→ What to do: The data must be given again in full, with no line altered.

→ Recorded information:
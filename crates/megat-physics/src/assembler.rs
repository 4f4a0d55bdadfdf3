// ─────────────────────────────────────────────────────────────────────
// Megat Simulation — Physics-List Assembler
// Mirrors: DDG4 Geant4PhysicsListActionSequence
// ─────────────────────────────────────────────────────────────────────
//! Collects a base model, appended constructors, and a global range
//! cut, then resolves them into a frozen `PhysicsList` at kernel
//! initialisation. Nothing is validated until `assemble()`.

use std::collections::BTreeSet;

use serde::{Deserialize, Serialize};

use megat_types::units::MM;
use megat_types::{KernelState, SimError, SimResult};

use crate::catalog::{base_model_components, is_em_constructor, is_known_constructor};

/// Production range cut applied when none is configured.
pub const DEFAULT_RANGE_CUT: f64 = 0.7 * MM;

/// Resolved, immutable physics configuration.
#[derive(Debug, Clone, PartialEq, Serialize, Deserialize)]
pub struct PhysicsList {
    pub base_model: String,
    /// Ordered constructors: base-model expansion, then appended ones.
    pub constructors: Vec<String>,
    /// Global production range cut in mm.
    pub range_cut: f64,
}

impl PhysicsList {
    pub fn contains(&self, constructor: &str) -> bool {
        self.constructors.iter().any(|c| c == constructor)
    }

    /// Log the assembled list.
    pub fn dump(&self) {
        log::info!(
            "Physics list {} ({} constructors, range cut {} mm)",
            self.base_model,
            self.constructors.len(),
            self.range_cut / MM
        );
        for (i, c) in self.constructors.iter().enumerate() {
            log::info!("  [{i:2}] {c}");
        }
    }
}

/// Collects the base model, extra constructors and range cut until
/// `build` freezes them into a `PhysicsList`.
#[derive(Debug, Default)]
pub struct PhysicsAssembler {
    base_model: Option<String>,
    appended: Vec<String>,
    range_cut: Option<f64>,
    custom: BTreeSet<String>,
    frozen: bool,
}

impl PhysicsAssembler {
    pub fn new() -> Self {
        Self::default()
    }

    fn check_mutable(&self, operation: &'static str) -> SimResult<()> {
        if self.frozen {
            return Err(SimError::State {
                operation,
                state: KernelState::Initialized,
            });
        }
        Ok(())
    }

    pub fn set_base_model(&mut self, name: &str) -> SimResult<()> {
        self.check_mutable("set_base_model")?;
        self.base_model = Some(name.to_string());
        Ok(())
    }

    pub fn append_constructor(&mut self, name: &str) -> SimResult<()> {
        self.check_mutable("append_constructor")?;
        self.appended.push(name.to_string());
        Ok(())
    }

    /// Global production range cut, in internal length units.
    pub fn set_global_cut(&mut self, value: f64) -> SimResult<()> {
        self.check_mutable("set_global_cut")?;
        self.range_cut = Some(value);
        Ok(())
    }

    /// Make a user-supplied constructor name resolvable.
    pub fn register_constructor(&mut self, name: &str) -> SimResult<()> {
        self.check_mutable("register_constructor")?;
        self.custom.insert(name.to_string());
        Ok(())
    }

    pub fn base_model(&self) -> Option<&str> {
        self.base_model.as_deref()
    }

    pub fn is_frozen(&self) -> bool {
        self.frozen
    }

    /// Resolve every name and build the ordered list. Does not freeze.
    pub fn assemble(&self) -> SimResult<PhysicsList> {
        let base = self.base_model.as_deref().ok_or_else(|| {
            SimError::PhysicsConfiguration("no base physics model set".to_string())
        })?;
        let mut constructors: Vec<String> = base_model_components(base)
            .ok_or_else(|| {
                SimError::PhysicsConfiguration(format!("unknown base physics model '{base}'"))
            })?
            .into_iter()
            .map(str::to_string)
            .collect();

        for name in &self.appended {
            if !is_known_constructor(name) && !self.custom.contains(name) {
                return Err(SimError::PhysicsConfiguration(format!(
                    "unknown physics constructor '{name}'"
                )));
            }
            if constructors.contains(name) {
                log::warn!("Physics constructor {name} already present, ignored");
                continue;
            }
            if is_em_constructor(name) {
                if let Some(slot) = constructors.iter_mut().find(|c| is_em_constructor(c)) {
                    log::info!("Replacing EM constructor {slot} with {name}");
                    *slot = name.clone();
                    continue;
                }
            }
            constructors.push(name.clone());
        }

        let range_cut = self.range_cut.unwrap_or(DEFAULT_RANGE_CUT);
        if !(range_cut > 0.0 && range_cut.is_finite()) {
            return Err(SimError::PhysicsConfiguration(format!(
                "range cut must be a positive length, got {range_cut}"
            )));
        }

        Ok(PhysicsList {
            base_model: base.to_string(),
            constructors,
            range_cut,
        })
    }

    /// Assemble and lock the assembler against further changes.
    pub fn freeze(&mut self) -> SimResult<PhysicsList> {
        let list = self.assemble()?;
        self.frozen = true;
        Ok(list)
    }
}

→ Exercise output:
filename crates/megat-physics/src/assembler.rs
repository 4f4a0d55bdadfdf3
// ─────────────────────────────────────────────────────────────────────
// Megat Simulation — Physics-List Assembler
// Mirrors: DDG4 Geant4PhysicsListActionSequence
// ─────────────────────────────────────────────────────────────────────
//! Collects a base model, appended constructors, and a global range
//! cut, then resolves them into a frozen `PhysicsList` at kernel
//! initialisation. Nothing is validated until `assemble()`.

use std::collections::BTreeSet;

use serde::{Deserialize, Serialize};

use megat_types::units::MM;
use megat_types::{KernelState, SimError, SimResult};

use crate::catalog::{base_model_components, is_em_constructor, is_known_constructor};

/// Production range cut applied when none is configured.
pub const DEFAULT_RANGE_CUT: f64 = 0.7 * MM;

/// Resolved, immutable physics configuration.
#[derive(Debug, Clone, PartialEq, Serialize, Deserialize)]
pub struct PhysicsList {
    pub base_model: String,
    /// Ordered constructors: base-model expansion, then appended ones.
    pub constructors: Vec<String>,
    /// Global production range cut in mm.
    pub range_cut: f64,
}

impl PhysicsList {
    pub fn contains(&self, constructor: &str) -> bool {
        self.constructors.iter().any(|c| c == constructor)
    }

    /// Log the assembled list.
    pub fn dump(&self) {
        log::info!(
            "Physics list {} ({} constructors, range cut {} mm)",
            self.base_model,
            self.constructors.len(),
            self.range_cut / MM
        );
        for (i, c) in self.constructors.iter().enumerate() {
            log::info!("  [{i:2}] {c}");
        }
    }
}

/// Collects the base model, extra constructors and range cut until
/// `build` freezes them into a `PhysicsList`.
#[derive(Debug, Default)]
pub struct PhysicsAssembler {
    base_model: Option<String>,
    appended: Vec<String>,
    range_cut: Option<f64>,
    custom: BTreeSet<String>,
    frozen: bool,
}

impl PhysicsAssembler {
    pub fn new() -> Self {
        Self::default()
    }

    fn check_mutable(&self, operation: &'static str) -> SimResult<()> {
        if self.frozen {
            return Err(SimError::State {
                operation,
                state: KernelState::Initialized,
            });
        }
        Ok(())
    }

    pub fn set_base_model(&mut self, name: &str) -> SimResult<()> {
        self.check_mutable("set_base_model")?;
        self.base_model = Some(name.to_string());
        Ok(())
    }

    pub fn append_constructor(&mut self, name: &str) -> SimResult<()> {
        self.check_mutable("append_constructor")?;
        self.appended.push(name.to_string());
        Ok(())
    }

    /// Global production range cut, in internal length units.
    pub fn set_global_cut(&mut self, value: f64) -> SimResult<()> {
        self.check_mutable("set_global_cut")?;
        self.range_cut = Some(value);
        Ok(())
    }

    /// Make a user-supplied constructor name resolvable.
    pub fn register_constructor(&mut self, name: &str) -> SimResult<()> {
        self.check_mutable("register_constructor")?;
        self.custom.insert(name.to_string());
        Ok(())
    }

    pub fn base_model(&self) -> Option<&str> {
        self.base_model.as_deref()
    }

    pub fn is_frozen(&self) -> bool {
        self.frozen
    }

    /// Resolve every name and build the ordered list. Does not freeze.
    pub fn assemble(&self) -> SimResult<PhysicsList> {
        let base = self.base_model.as_deref().ok_or_else(|| {
            SimError::PhysicsConfiguration("no base physics model set".to_string())
        })?;
        let mut constructors: Vec<String> = base_model_components(base)
            .ok_or_else(|| {
                SimError::PhysicsConfiguration(format!("unknown base physics model '{base}'"))
            })?
            .into_iter()
            .map(str::to_string)
            .collect();

        for name in &self.appended {
            if !is_known_constructor(name) && !self.custom.contains(name) {
                return Err(SimError::PhysicsConfiguration(format!(
                    "unknown physics constructor '{name}'"
                )));
            }
            if constructors.contains(name) {
                log::warn!("Physics constructor {name} already present, ignored");
                continue;
            }
            if is_em_constructor(name) {
                if let Some(slot) = constructors.iter_mut().find(|c| is_em_constructor(c)) {
                    log::info!("Replacing EM constructor {slot} with {name}");
                    *slot = name.clone();
                    continue;
                }
            }
            constructors.push(name.clone());
        }

        let range_cut = self.range_cut.unwrap_or(DEFAULT_RANGE_CUT);
        if !(range_cut > 0.0 && range_cut.is_finite()) {
            return Err(SimError::PhysicsConfiguration(format!(
                "range cut must be a positive length, got {range_cut}"
            )));
        }

        Ok(PhysicsList {
            base_model: base.to_string(),
            constructors,
            range_cut,
        })
    }

    /// Assemble and lock the assembler against further changes.
    pub fn freeze(&mut self) -> SimResult<PhysicsList> {
        let list = self.assemble()?;
        self.frozen = true;
        Ok(list)
    }
}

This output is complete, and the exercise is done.